Au pied de l'Alta Rocca, Fozzano surplombe la vallée du Baracci. Situé à 300 mètres d'altitude à une douzaine de kilomètres à l'est du port de Propriano, ce village, qui compta jusqu'à 900 habitants au temps de sa splendeur, tient une place particulière dans le panorama car il est entré dans l'Histoire et l'histoire littéraire.

"Je ne dois pas oublier une espèce de fortification que j'appellerais volontiers domestique, et qui n'est destinée qu'à défendre une famille contre les attaques de ses voisins. Ce sont des machicoulis, disposés en avant d'une fenêtre, au-dessus de la porte d'entrée, laquelle est d'ordinaire assez élevée, et précédée d'un escalier étroit et raide. (...) À Fozzano, à Olmeto, dans beaucoup de villes et de villages de la Corse au-delà des monts, on en trouve de semblables."

C'est en ces termes que Prosper Mérimée décrit ces tours dans Notes d'un voyage en Corse, un volume de 236 pages imprimé par l'éditeur Fournier en 1840. Jeune inspecteur général des monuments historiques - il est né le 28 septembre 1803 à Paris -, il vient d'effectuer une mission archéologique de plusieurs semaines en Corse, du 15 août au 7 octobre 1839.

Massives et austères

De fait, à Fozzano, deux grandes bâtisses de granit sombres, austères, ont tout de la fortification. Massives et imposantes, elles écrasent en tout cas les maisons voisines. Elles dominent le village, à peine éloignées l'une de l'autre. L'une borde la route principale dans le haut du village, l'autre "se trouve en contrebas d'une ruelle en escalier".

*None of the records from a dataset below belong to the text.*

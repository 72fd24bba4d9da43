use std::sync::Arc;

use axum::{
    extract::{Request, State},
    http::header,
    middleware::Next,
    response::{IntoResponse, Response},
};

use pagetrace_core::config::AuthMode;

use crate::{error::AppError, state::AppState};

/// Require a resolvable caller identity on dashboard routes.
///
/// Runs before any data access: an unauthenticated caller short-circuits
/// with 401 uniformly across every aggregation and provisioning entry
/// point. The collect endpoint and the probe script are never behind this
/// — they are the public ingestion surface.
pub async fn require_auth(
    State(state): State<Arc<AppState>>,
    request: Request,
    next: Next,
) -> Response {
    match &state.config.auth_mode {
        AuthMode::None => next.run(request).await,
        AuthMode::Token(expected) => {
            let presented = request
                .headers()
                .get(header::AUTHORIZATION)
                .and_then(|v| v.to_str().ok())
                .and_then(|s| s.strip_prefix("Bearer "));
            match presented {
                Some(token) if token == expected => next.run(request).await,
                _ => AppError::Unauthorized.into_response(),
            }
        }
    }
}
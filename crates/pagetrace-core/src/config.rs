#[derive(Debug, Clone)]
pub struct Config {
    pub port: u16,
    pub geoip_path: String,
    pub auth_mode: AuthMode,
    /// Externally reachable base URL, used to render the embed snippet.
    pub public_url: String,
    /// When set, a website for this domain is seeded at startup so the
    /// server is usable out of the box.
    pub seed_domain: Option<String>,
}

#[derive(Debug, Clone, PartialEq)]
pub enum AuthMode {
    None,
    /// Holds the shared bearer token read from `PAGETRACE_API_TOKEN`.
    Token(String),
}

impl Config {
    pub fn from_env() -> Result<Self, String> {
        Ok(Self {
            port: std::env::var("PAGETRACE_PORT")
                .unwrap_or_else(|_| "3000".to_string())
                .parse()
                .map_err(|e| format!("invalid port: {e}"))?,
            geoip_path: std::env::var("PAGETRACE_GEOIP_PATH")
                .unwrap_or_else(|_| "./GeoLite2-City.mmdb".to_string()),
            auth_mode: {
                let raw =
                    std::env::var("PAGETRACE_AUTH").unwrap_or_else(|_| "none".to_string());
                match raw.as_str() {
                    "token" => {
                        let token = std::env::var("PAGETRACE_API_TOKEN").map_err(|_| {
                            "PAGETRACE_API_TOKEN required when PAGETRACE_AUTH=token".to_string()
                        })?;
                        AuthMode::Token(token)
                    }
                    _ => AuthMode::None,
                }
            },
            public_url: std::env::var("PAGETRACE_PUBLIC_URL")
                .unwrap_or_else(|_| "http://localhost:3000".to_string()),
            seed_domain: std::env::var("PAGETRACE_SEED_DOMAIN").ok(),
        })
    }
}
use std::sync::Arc;

use axum::{
    extract::Request,
    http::{Method, StatusCode},
    middleware::{self, Next},
    response::Response,
    routing::{delete, get, post},
    Router,
};
use tower_http::{
    cors::{Any, CorsLayer},
    trace::TraceLayer,
};

use crate::{auth, routes, state::AppState};

/// Construct the Axum [`Router`] with all routes and middleware attached.
///
/// Middleware is applied in outer-to-inner order (outermost runs first on
/// request, last on response):
///
/// 1. `TraceLayer` — structured request/response logging via `tracing`.
/// 2. `CorsLayer` — permissive CORS: the probe script is embedded on
///    third-party sites, so `/api/collect` must answer cross-origin
///    preflights from any origin.
///
/// Dashboard routes (websites + aggregations) sit behind the auth
/// middleware; the ingestion surface, the probe script, and the health
/// probe stay open.
pub fn build_app(state: Arc<AppState>) -> Router {
    let dashboard = Router::new()
        .route(
            "/api/websites",
            get(routes::websites::list_websites).post(routes::websites::create_website),
        )
        .route(
            "/api/websites/{id}",
            delete(routes::websites::delete_website),
        )
        .route(
            "/api/websites/{id}/analytics",
            get(routes::analytics::get_analytics),
        )
        .route(
            "/api/websites/{id}/locations",
            get(routes::analytics::get_locations),
        )
        .route(
            "/api/websites/{id}/devices",
            get(routes::analytics::get_devices),
        )
        .route(
            "/api/websites/{id}/sources",
            get(routes::analytics::get_sources),
        )
        .route("/api/websites/{id}/pages", get(routes::analytics::get_pages))
        .route(
            "/api/websites/{id}/live",
            get(routes::analytics::get_live_visitors),
        )
        .layer(middleware::from_fn_with_state(
            Arc::clone(&state),
            auth::require_auth,
        ));

    Router::new()
        .route("/health", get(routes::health::health))
        .route("/trace.js", get(routes::script::probe_script))
        .route("/api/collect", post(routes::collect::collect))
        .merge(dashboard)
        .layer(TraceLayer::new_for_http())
        .layer(
            CorsLayer::new()
                .allow_origin(Any)
                .allow_methods(Any)
                .allow_headers(Any),
        )
        .layer(middleware::from_fn(preflight_no_content))
        .with_state(state)
}

/// The CORS layer answers preflights itself with 200; the collect contract
/// promises an empty 204. Outermost layer, so it sees the layer's response.
async fn preflight_no_content(request: Request, next: Next) -> Response {
    let is_options = request.method() == Method::OPTIONS;
    let mut response = next.run(request).await;
    if is_options && response.status() == StatusCode::OK {
        *response.status_mut() = StatusCode::NO_CONTENT;
    }
    response
}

Voici quelque cinq siècles, elles alimentent la chronique. La tour du haut est alors occupée par la famille Durazzo, "la famille la plus riche du village, propriétaire de nombreuses terres", selon le Guide du routard consacré à la Corse-du-Sud.

Construite au XVIe siècle, elle est carrée, solide, caractérisée par les machicoulis à son dernier niveau. Elle est suffisamment fortifiée pour qu'on s'y sente en sécurité lorsqu'il faut s'y réfugier. Elle se distingue aussi des autres bâtisses par son balcon.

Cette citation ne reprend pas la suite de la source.